Mas o evento de Campinas repetiu-se 4 dias depois na vizinha cidade de Itapira quando um segundo bloco com mais de 60 quilos caiu num milharal produzindo uma pequena de 25 centímetros de profundidade e a 20 metros do agricultor Celso Fontes. Sem explicação para o que via, resolveu pedir ajuda ao Cepagri. Atendido pelo Dr. Hilton, ficou sabendo que aquilo não era um fenômeno meteorológico e que o mesmo tinha sido feliz guardando um pedaço do bloco de 5 quilos no freezer de sua geladeira. O achado permitiu saber que os dois blocos tinham uma origem comum e composição idêntica visto que a latitude de Campinas, 22º 54’ era quase a mesma de Itapira 22º 27’. As coordenadas pois dos dois locais e o ângulo de choque aproximadamente de 30 graus no sentido leste-oeste verdadeiro, corroboram uma origem comum.
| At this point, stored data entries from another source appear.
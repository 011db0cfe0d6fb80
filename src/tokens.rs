use tiktoken_rs::CoreBPE;

/// Token counter used for chunk sizing. Resolution order: the model's own
/// encoding, then the generic `o200k_base` encoding, then a character
/// heuristic (~4 chars per token). Counting never fails; an inaccurate count
/// only affects chunk boundaries, not correctness.
pub struct TokenEstimator {
    bpe: Option<CoreBPE>,
}

impl TokenEstimator {
    pub fn for_model(model: &str) -> Self {
        let bpe = tiktoken_rs::get_bpe_from_model(model)
            .or_else(|_| tiktoken_rs::o200k_base())
            .ok();
        if bpe.is_none() {
            eprintln!(
                "Warning: no tokenizer available for model {}. Falling back to character-based token estimation for chunking.",
                model
            );
        }
        Self { bpe }
    }

    pub fn count(&self, text: &str) -> usize {
        match &self.bpe {
            Some(bpe) => bpe.encode_with_special_tokens(text).len(),
            None => char_estimate(text),
        }
    }
}

fn char_estimate(text: &str) -> usize {
    (text.chars().count() / 4).max(1)
}

#[cfg(test)]
mod tests {
    use super::*;

    #[test]
    fn char_estimate_floor_is_one() {
        assert_eq!(char_estimate(""), 1);
        assert_eq!(char_estimate("ab"), 1);
        assert_eq!(char_estimate("abcdefgh"), 2);
    }

    #[test]
    fn unknown_model_still_counts() {
        // Unmapped model names resolve through the generic encoding.
        let est = TokenEstimator::for_model("gpt-5.1");
        assert!(est.count("fn main() {}\n") > 0);
    }

    #[test]
    fn known_model_counts() {
        let est = TokenEstimator::for_model("gpt-4o-mini");
        let n = est.count("hello world");
        assert!(n >= 1 && n <= 4);
    }
}
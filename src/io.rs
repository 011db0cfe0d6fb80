use anyhow::{Context, Result};
use std::path::Path;

pub async fn read_diff_file_async(path: &Path) -> Result<String> {
    let data = tokio::fs::read_to_string(path)
        .await
        .with_context(|| format!("reading file: {}", path.display()))?;
    Ok(data)
}

pub async fn write_report_async(path: &Path, content: &str) -> Result<()> {
    if let Some(parent) = path.parent()
        && !parent.as_os_str().is_empty()
    {
        tokio::fs::create_dir_all(parent)
            .await
            .with_context(|| format!("creating directory: {}", parent.display()))?;
    }
    tokio::fs::write(path, content)
        .await
        .with_context(|| format!("writing file: {}", path.display()))?;
    Ok(())
}
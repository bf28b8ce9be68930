use thiserror::Error;

/// Terminal outcomes an ad-open call can fail with.
#[derive(Debug, Clone, Copy, PartialEq, Eq, Error)]
pub enum AdError {
    /// The supplied link was empty or did not parse as a URL.
    #[error("ad link is empty or not a valid URL")]
    InvalidUrl,
    /// The presentation collaborator could not be constructed, errored
    /// while presenting, or was dismissed by the user.
    #[error("ad presentation could not be started or was dismissed")]
    PresentationFailed,
}

/// Final outcome of an ad-open call, delivered on the completion channel.
///
/// Carries the original link string on success.
pub type OpenAdResult = Result<String, AdError>;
A hipótese dos blocos serem fragmentos de uma meteorito foi praticamente descartada devido a composição rochosa e metálica desses objetos. Sendo assim, não há caso semelhante no mundo e sua definição após 24 anos ainda não foi conclusiva e pelas suas proporções ainda é um mistério.
Nelson Travnik, é astrônomo, responsável pelo Observatório Astronômico de Piracicaba Elias Salum e Membro Titular da Sociedade Astronômica da França.